Let’s look at what we know from early details of the lawsuit, and the precedent that could be set from this decision.
A Ballistic Bored Ape
A Texas resident has filed the lawsuit late last week, asking for over $1M worth of damages or the rightful return of his Bored Ape #3475. The man alleges that OpenSea was aware of the bug on the platform that resulted in the 0.01 ETH sale of the Ape, which was apparently not listed for sale by the owner at the time it was exploited.
The hacker was able to receive the Ape for 0.01 ETH, and quickly resold it for 99 ETH, or around $250K at today’s going prices. The Ape is arguably in the top 20% of rarity; many Bored Ape Yacht Club NFTs in this level of rarity are yielding north of $1M, giving the pound amounts in this lawsuit some serious credibility.
The complaint states that “instead of shutting down its platform to address and rectify these security issues, Defendant continued to operate. Defendant risked the security of its users’ NFTs and digital vaults to continue collecting 2.5% of every transaction uninterrupted.”
This is the first time we’ve seen a lawsuit at this level against OpenSea or any NFT marketplace for that matter.

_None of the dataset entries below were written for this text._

// NUBAN Validator - Core Library
// Exposes the offline engine plus provider glue for the CLI, API server, and tests

pub mod error;
pub mod entities;    // Bank registry + provider result types
pub mod nuban;       // Check-digit engine
pub mod providers;   // Paystack / Flutterwave
pub mod config;

#[cfg(feature = "providers")]
pub mod validator;

#[cfg(feature = "server")]
pub mod api;

// Re-export commonly used types
pub use error::{NubanError, NubanResult};
pub use entities::{
    all_banks, find_bank, get_bank, resolve_bank_code, weighted_banks,
    validate_card_bin, AccountDetails, Bank, BankKey, CardBin,
};
pub use nuban::{
    compute_check_digit, get_possible_banks, get_possible_issuers, is_possible_issuer,
    validate_account_number,
};
pub use providers::{Provider, ProviderError};
pub use config::{Config, ProviderSettings};

#[cfg(feature = "providers")]
pub use providers::ProviderClient;

#[cfg(feature = "providers")]
pub use validator::{ValidationError, Validator};
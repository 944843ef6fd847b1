// 💳 Account Details - what a provider confirms about an account number

use crate::entities::Bank;
use crate::providers::Provider;
use chrono::{DateTime, Utc};
use serde::{Deserialize, Serialize};

#[derive(Debug, Clone, PartialEq, Serialize, Deserialize)]
pub struct AccountDetails {
    /// Provider that resolved the account
    pub provider: Provider,

    /// 10-digit NUBAN
    pub account_number: String,

    /// Holder name as registered with the bank
    pub account_name: String,

    /// Code sent to the provider (legacy code when the bank has one)
    pub bank_code: String,

    /// Registry entry the code resolved to, when known
    pub bank: Option<Bank>,

    pub resolved_at: DateTime<Utc>,
}

impl AccountDetails {
    pub fn new(
        provider: Provider,
        account_number: String,
        account_name: String,
        bank_code: String,
    ) -> Self {
        AccountDetails {
            provider,
            account_number,
            account_name,
            bank_code,
            bank: None,
            resolved_at: Utc::now(),
        }
    }

    /// Builder pattern: attach the registry entry
    pub fn with_bank(mut self, bank: Bank) -> Self {
        self.bank = Some(bank);
        self
    }

    /// Display name of the bank, falling back to the raw code
    pub fn bank_name(&self) -> &str {
        self.bank
            .as_ref()
            .map(|b| b.name.as_str())
            .unwrap_or(&self.bank_code)
    }
}
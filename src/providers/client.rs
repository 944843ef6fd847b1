// 📡 Provider Client - one best-effort HTTP call per lookup, no retries

use super::{shape, Provider, ProviderError};
use crate::config::{Config, ProviderSettings};
use crate::entities::{AccountDetails, CardBin};
use reqwest::RequestBuilder;
use serde_json::{json, Value};

#[derive(Debug, Clone)]
pub struct ProviderClient {
    http: reqwest::Client,
    paystack: ProviderSettings,
    flutterwave: ProviderSettings,
}

impl ProviderClient {
    pub fn new(config: &Config) -> Result<Self, ProviderError> {
        let http = reqwest::Client::builder()
            .timeout(config.http_timeout)
            .user_agent(concat!("nuban-validator/", env!("CARGO_PKG_VERSION")))
            .build()?;

        Ok(ProviderClient {
            http,
            paystack: config.paystack.clone(),
            flutterwave: config.flutterwave.clone(),
        })
    }

    fn settings(&self, provider: Provider) -> &ProviderSettings {
        match provider {
            Provider::Paystack => &self.paystack,
            Provider::Flutterwave => &self.flutterwave,
        }
    }

    /// Base URL + secret key, or `MissingSecretKey` before any request goes out
    fn endpoint(&self, provider: Provider) -> Result<(&str, &str), ProviderError> {
        let settings = self.settings(provider);
        let key = settings
            .secret_key
            .as_deref()
            .ok_or(ProviderError::MissingSecretKey(provider))?;
        Ok((settings.base_url.as_str(), key))
    }

    /// Ask the provider for the holder name of `account_number` at `bank_code`
    pub async fn resolve_account(
        &self,
        provider: Provider,
        account_number: &str,
        bank_code: &str,
    ) -> Result<AccountDetails, ProviderError> {
        let (base_url, key) = self.endpoint(provider)?;

        let request = match provider {
            Provider::Paystack => {
                let url = format!(
                    "{}/bank/resolve?account_number={}&bank_code={}",
                    base_url,
                    urlencoding::encode(account_number),
                    urlencoding::encode(bank_code)
                );
                self.http.get(url).bearer_auth(key)
            }
            Provider::Flutterwave => {
                let url = format!("{}/v3/accounts/resolve", base_url);
                self.http.post(url).bearer_auth(key).json(&json!({
                    "account_number": account_number,
                    "account_bank": bank_code,
                }))
            }
        };

        tracing::info!(%provider, account_number, bank_code, "resolving account");
        let body = self.send(provider, request).await?;
        shape::shape_account(provider, &body, bank_code)
    }

    /// Ask the provider for issuer metadata of a 6-digit card BIN
    pub async fn resolve_card_bin(
        &self,
        provider: Provider,
        bin: &str,
    ) -> Result<CardBin, ProviderError> {
        let (base_url, key) = self.endpoint(provider)?;
        let bin_path = urlencoding::encode(bin);

        let url = match provider {
            Provider::Paystack => format!("{}/decision/bin/{}", base_url, bin_path),
            Provider::Flutterwave => format!("{}/v3/card-bins/{}", base_url, bin_path),
        };

        tracing::info!(%provider, bin, "resolving card BIN");
        let body = self.send(provider, self.http.get(url).bearer_auth(key)).await?;
        shape::shape_card_bin(provider, &body)
    }

    /// Send once and decode the JSON body; non-2xx becomes `Rejected`
    async fn send(&self, provider: Provider, request: RequestBuilder) -> Result<Value, ProviderError> {
        let response = request.send().await?;
        let status = response.status();
        let text = response.text().await?;
        tracing::debug!(%provider, status = status.as_u16(), bytes = text.len(), "provider responded");

        let parsed = serde_json::from_str::<Value>(&text);

        if status.is_success() {
            return parsed.map_err(|e| ProviderError::Malformed {
                provider,
                reason: format!("body is not JSON: {}", e),
            });
        }

        let message = parsed
            .ok()
            .as_ref()
            .and_then(shape::message)
            .unwrap_or_else(|| status.canonical_reason().unwrap_or("request failed").to_string());

        tracing::warn!(%provider, status = status.as_u16(), %message, "provider rejected request");
        Err(ProviderError::Rejected {
            provider,
            status: Some(status.as_u16()),
            message,
        })
    }
}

What Could Lead From Here?
Depending on how this case shakes out, there’s substantial opportunity for this lawsuit to set precedent of NFT lawsuits against marketplaces moving forward – and this will be a case for all emerging NFT marketplaces to keep a firm eye on. Bored Ape or otherwise, there are major NFT projects that have major pound signs next to them, and many individuals are instilling notable trust in NFT marketplaces.
The individual raising the suit has argued that he has tried to sort out the issue with OpenSea directly, with no real traction or movement happening with the marketplace. This incident wasn’t the first time OpenSea has had hacking trouble, as we’ve covered a number of stories on the issue just this year alone. The platform has also been in a back-and-forth affair with Larva Labs on copycat project ‘CryptoPunks V1,’ which the marketplace has recently pulled, and all-in-all is leaving the OpenSea’s legal department plenty busy.
Where this latest case will go could have major impacts that span far beyond just these two parties involved. We’ll keep you up to date as the story develops.